### EXERCISE DESCRIPTION
Find the lines holding the string "rendering" in the data, then copy all of them.

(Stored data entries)

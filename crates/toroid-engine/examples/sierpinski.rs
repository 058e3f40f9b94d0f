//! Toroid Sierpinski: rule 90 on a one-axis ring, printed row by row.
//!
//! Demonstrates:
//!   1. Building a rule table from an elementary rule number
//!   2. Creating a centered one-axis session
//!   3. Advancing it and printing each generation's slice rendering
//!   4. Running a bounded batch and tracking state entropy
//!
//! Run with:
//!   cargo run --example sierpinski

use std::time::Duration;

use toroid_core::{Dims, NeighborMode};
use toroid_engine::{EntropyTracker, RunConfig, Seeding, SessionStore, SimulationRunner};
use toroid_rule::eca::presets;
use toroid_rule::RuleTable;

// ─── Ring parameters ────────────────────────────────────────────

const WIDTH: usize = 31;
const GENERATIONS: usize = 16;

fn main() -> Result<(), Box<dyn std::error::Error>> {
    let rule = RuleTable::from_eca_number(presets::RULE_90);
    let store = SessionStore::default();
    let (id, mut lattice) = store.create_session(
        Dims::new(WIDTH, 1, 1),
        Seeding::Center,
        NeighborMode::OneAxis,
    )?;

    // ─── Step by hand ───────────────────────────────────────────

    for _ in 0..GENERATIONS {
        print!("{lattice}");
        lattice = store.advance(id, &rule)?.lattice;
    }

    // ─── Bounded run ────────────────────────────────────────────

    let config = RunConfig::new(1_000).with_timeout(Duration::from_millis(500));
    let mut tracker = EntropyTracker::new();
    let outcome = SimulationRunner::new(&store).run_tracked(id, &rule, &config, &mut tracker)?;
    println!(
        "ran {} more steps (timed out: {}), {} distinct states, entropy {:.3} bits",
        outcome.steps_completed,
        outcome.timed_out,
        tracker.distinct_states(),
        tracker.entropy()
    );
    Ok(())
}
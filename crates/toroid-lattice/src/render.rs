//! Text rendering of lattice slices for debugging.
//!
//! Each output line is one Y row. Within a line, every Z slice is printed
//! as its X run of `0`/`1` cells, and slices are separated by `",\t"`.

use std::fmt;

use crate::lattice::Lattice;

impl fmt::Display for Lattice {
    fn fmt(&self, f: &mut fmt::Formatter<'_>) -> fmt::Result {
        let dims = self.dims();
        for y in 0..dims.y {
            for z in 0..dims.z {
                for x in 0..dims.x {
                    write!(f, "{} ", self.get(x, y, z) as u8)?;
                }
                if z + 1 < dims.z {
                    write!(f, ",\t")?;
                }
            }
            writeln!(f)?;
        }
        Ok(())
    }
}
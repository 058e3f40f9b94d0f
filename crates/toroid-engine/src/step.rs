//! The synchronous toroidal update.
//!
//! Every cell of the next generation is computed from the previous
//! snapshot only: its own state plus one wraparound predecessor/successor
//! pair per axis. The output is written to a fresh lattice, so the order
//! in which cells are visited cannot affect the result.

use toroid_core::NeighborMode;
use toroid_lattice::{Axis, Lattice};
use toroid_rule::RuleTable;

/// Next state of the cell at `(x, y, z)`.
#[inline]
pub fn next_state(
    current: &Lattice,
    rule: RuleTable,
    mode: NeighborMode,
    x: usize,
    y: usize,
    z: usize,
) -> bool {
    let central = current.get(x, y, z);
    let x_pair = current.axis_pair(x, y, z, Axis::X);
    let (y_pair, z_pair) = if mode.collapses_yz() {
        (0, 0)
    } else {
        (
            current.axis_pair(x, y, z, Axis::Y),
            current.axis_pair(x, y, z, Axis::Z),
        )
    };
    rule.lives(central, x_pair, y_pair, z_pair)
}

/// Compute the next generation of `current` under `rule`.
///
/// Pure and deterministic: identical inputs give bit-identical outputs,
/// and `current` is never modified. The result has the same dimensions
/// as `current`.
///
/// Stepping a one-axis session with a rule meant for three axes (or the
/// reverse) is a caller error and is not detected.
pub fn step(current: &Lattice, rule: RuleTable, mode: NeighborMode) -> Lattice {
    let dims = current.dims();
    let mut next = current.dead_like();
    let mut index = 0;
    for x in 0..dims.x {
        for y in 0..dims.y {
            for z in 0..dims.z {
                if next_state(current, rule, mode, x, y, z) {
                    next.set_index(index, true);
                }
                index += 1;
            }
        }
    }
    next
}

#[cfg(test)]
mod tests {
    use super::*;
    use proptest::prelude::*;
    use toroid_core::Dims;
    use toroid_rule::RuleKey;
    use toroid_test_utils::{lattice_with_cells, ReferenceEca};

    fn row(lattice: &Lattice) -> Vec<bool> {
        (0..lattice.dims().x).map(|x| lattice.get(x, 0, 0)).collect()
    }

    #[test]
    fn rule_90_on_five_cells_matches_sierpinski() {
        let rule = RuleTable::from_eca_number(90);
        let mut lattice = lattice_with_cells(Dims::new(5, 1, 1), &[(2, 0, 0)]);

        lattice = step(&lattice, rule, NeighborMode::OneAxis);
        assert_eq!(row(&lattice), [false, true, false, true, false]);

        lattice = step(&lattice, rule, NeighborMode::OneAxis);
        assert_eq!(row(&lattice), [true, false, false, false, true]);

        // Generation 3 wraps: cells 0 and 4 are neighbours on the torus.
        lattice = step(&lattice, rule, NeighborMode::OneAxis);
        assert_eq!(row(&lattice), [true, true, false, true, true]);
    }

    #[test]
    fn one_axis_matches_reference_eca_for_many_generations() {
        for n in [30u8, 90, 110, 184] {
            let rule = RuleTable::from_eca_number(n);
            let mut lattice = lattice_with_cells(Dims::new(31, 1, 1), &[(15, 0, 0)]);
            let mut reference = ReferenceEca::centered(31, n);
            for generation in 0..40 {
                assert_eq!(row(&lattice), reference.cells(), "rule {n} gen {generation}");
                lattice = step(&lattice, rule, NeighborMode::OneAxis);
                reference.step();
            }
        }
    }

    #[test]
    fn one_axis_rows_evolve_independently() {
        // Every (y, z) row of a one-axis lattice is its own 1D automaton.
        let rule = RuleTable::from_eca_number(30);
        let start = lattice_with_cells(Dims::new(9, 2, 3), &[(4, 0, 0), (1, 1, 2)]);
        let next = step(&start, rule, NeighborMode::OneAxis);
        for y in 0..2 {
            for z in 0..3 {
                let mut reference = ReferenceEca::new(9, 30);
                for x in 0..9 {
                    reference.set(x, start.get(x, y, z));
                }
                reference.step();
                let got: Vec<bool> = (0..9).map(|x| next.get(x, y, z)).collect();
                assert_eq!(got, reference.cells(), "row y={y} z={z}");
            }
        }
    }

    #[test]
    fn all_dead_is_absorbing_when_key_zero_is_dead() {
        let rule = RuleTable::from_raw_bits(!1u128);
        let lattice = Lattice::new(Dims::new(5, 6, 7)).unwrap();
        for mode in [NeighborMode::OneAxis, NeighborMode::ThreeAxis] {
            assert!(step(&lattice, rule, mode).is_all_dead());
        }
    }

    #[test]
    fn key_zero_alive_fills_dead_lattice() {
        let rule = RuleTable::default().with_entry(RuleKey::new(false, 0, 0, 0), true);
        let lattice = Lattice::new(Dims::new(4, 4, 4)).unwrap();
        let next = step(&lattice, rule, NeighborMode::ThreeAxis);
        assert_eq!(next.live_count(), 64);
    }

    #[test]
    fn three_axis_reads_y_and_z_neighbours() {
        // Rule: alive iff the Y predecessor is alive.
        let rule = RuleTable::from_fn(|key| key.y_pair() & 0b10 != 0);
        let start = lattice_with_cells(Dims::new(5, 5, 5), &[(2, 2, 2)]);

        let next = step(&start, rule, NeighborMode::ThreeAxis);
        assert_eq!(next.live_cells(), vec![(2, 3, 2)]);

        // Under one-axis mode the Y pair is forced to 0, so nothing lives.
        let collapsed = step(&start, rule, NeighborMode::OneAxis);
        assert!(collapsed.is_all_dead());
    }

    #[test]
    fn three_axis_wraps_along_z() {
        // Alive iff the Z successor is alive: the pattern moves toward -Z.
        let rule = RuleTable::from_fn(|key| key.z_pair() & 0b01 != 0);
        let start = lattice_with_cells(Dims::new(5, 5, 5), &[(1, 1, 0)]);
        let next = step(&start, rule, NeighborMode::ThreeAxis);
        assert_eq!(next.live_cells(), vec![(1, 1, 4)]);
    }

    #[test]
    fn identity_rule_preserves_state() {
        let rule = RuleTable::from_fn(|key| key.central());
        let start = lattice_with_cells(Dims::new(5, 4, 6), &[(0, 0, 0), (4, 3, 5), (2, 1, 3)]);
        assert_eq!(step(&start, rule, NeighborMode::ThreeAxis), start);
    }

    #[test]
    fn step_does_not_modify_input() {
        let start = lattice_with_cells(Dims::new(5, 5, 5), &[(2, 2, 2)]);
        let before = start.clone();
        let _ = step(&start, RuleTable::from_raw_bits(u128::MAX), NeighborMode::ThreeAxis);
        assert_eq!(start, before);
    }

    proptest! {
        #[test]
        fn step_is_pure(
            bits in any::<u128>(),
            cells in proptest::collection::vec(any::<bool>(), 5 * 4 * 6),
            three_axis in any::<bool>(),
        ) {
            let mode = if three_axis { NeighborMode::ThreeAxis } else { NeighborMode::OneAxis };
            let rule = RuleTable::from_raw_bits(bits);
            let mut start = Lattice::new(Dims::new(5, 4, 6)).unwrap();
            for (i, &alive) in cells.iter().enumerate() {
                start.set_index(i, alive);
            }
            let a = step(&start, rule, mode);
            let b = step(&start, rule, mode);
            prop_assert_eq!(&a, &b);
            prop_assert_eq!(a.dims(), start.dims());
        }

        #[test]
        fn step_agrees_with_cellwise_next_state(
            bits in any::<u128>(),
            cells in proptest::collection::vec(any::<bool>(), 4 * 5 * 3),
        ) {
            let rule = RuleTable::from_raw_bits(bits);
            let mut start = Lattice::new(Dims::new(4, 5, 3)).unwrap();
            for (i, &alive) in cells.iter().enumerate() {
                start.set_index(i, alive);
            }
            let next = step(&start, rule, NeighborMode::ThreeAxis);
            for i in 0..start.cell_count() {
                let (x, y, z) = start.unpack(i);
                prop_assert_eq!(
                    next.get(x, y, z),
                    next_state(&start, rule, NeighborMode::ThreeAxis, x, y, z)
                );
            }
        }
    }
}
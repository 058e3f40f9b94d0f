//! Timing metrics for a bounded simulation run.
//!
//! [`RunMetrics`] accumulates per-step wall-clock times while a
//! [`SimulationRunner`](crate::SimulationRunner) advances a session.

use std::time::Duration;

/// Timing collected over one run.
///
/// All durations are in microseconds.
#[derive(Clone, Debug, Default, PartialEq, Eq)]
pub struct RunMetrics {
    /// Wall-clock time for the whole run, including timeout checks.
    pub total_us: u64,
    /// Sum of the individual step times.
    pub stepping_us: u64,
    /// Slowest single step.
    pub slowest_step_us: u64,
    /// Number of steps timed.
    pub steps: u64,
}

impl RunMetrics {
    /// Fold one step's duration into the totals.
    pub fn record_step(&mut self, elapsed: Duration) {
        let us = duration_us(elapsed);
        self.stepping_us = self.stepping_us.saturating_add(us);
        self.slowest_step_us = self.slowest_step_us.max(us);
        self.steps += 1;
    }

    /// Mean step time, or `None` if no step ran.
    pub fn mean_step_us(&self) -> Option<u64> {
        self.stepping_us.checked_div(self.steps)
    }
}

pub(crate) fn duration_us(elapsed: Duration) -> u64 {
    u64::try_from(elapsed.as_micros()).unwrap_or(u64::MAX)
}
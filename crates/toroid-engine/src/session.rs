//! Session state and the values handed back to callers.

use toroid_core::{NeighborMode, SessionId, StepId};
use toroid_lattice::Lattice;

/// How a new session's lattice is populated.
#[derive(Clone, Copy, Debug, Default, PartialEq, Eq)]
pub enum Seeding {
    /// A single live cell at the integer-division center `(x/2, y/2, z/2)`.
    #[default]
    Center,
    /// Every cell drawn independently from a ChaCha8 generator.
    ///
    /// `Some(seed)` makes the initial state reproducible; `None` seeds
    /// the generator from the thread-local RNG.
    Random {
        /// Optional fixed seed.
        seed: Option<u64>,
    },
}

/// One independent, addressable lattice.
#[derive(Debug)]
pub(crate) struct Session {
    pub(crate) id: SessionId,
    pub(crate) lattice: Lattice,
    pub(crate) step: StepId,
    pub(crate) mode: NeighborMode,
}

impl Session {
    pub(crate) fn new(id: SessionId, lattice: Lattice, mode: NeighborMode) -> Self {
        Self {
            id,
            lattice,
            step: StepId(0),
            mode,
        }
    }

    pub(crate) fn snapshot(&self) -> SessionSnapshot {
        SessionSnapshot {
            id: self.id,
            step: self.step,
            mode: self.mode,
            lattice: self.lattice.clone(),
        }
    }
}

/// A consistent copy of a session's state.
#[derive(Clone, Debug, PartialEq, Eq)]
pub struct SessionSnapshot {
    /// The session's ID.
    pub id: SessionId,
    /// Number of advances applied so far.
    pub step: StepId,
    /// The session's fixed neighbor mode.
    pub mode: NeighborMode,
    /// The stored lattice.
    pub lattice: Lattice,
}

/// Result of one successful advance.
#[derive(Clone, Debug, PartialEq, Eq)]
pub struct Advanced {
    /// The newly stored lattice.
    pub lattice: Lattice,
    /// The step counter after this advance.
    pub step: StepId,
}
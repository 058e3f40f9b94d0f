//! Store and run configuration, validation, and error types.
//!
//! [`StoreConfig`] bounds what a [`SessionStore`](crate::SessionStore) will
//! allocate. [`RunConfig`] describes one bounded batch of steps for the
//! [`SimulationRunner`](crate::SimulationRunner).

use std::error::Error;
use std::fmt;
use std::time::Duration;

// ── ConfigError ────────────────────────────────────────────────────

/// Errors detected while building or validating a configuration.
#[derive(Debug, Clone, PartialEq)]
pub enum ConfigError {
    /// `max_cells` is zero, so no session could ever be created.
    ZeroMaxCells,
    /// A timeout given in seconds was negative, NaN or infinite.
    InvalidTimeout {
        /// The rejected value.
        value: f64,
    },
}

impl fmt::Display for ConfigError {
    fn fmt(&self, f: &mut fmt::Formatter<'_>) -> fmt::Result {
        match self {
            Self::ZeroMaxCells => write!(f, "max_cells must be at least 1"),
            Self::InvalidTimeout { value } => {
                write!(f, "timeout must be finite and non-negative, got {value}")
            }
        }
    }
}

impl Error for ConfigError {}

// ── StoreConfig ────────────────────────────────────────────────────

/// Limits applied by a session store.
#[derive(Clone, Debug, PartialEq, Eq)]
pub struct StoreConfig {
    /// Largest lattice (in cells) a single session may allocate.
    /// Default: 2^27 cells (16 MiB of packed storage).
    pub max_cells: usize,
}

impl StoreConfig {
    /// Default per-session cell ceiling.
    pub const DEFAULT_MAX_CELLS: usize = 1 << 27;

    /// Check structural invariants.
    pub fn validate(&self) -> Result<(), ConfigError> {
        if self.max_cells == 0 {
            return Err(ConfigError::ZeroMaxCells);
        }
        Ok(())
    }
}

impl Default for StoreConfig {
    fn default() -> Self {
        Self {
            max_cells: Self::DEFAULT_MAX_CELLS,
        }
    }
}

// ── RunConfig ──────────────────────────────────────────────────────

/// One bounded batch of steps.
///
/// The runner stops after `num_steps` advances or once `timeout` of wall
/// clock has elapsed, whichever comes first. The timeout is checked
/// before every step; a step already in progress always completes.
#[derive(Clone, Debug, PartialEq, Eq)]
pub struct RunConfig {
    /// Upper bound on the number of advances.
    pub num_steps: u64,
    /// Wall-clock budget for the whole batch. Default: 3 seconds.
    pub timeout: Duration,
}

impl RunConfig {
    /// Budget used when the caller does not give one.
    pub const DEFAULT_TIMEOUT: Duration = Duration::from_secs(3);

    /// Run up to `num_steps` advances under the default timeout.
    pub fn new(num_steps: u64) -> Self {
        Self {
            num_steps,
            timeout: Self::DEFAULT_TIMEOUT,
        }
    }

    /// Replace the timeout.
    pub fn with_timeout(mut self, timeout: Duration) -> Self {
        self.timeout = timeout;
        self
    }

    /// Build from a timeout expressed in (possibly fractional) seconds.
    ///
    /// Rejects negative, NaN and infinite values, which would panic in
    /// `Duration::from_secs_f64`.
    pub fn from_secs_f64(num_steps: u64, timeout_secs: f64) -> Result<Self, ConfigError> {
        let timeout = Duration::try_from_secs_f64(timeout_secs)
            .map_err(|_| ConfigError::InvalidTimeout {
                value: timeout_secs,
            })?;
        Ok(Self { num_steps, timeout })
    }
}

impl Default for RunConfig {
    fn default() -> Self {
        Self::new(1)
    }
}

### EXPECTED ANSWER
//!   3. Advancing it and printing each generation's slice rendering
//! Text rendering of lattice slices for debugging.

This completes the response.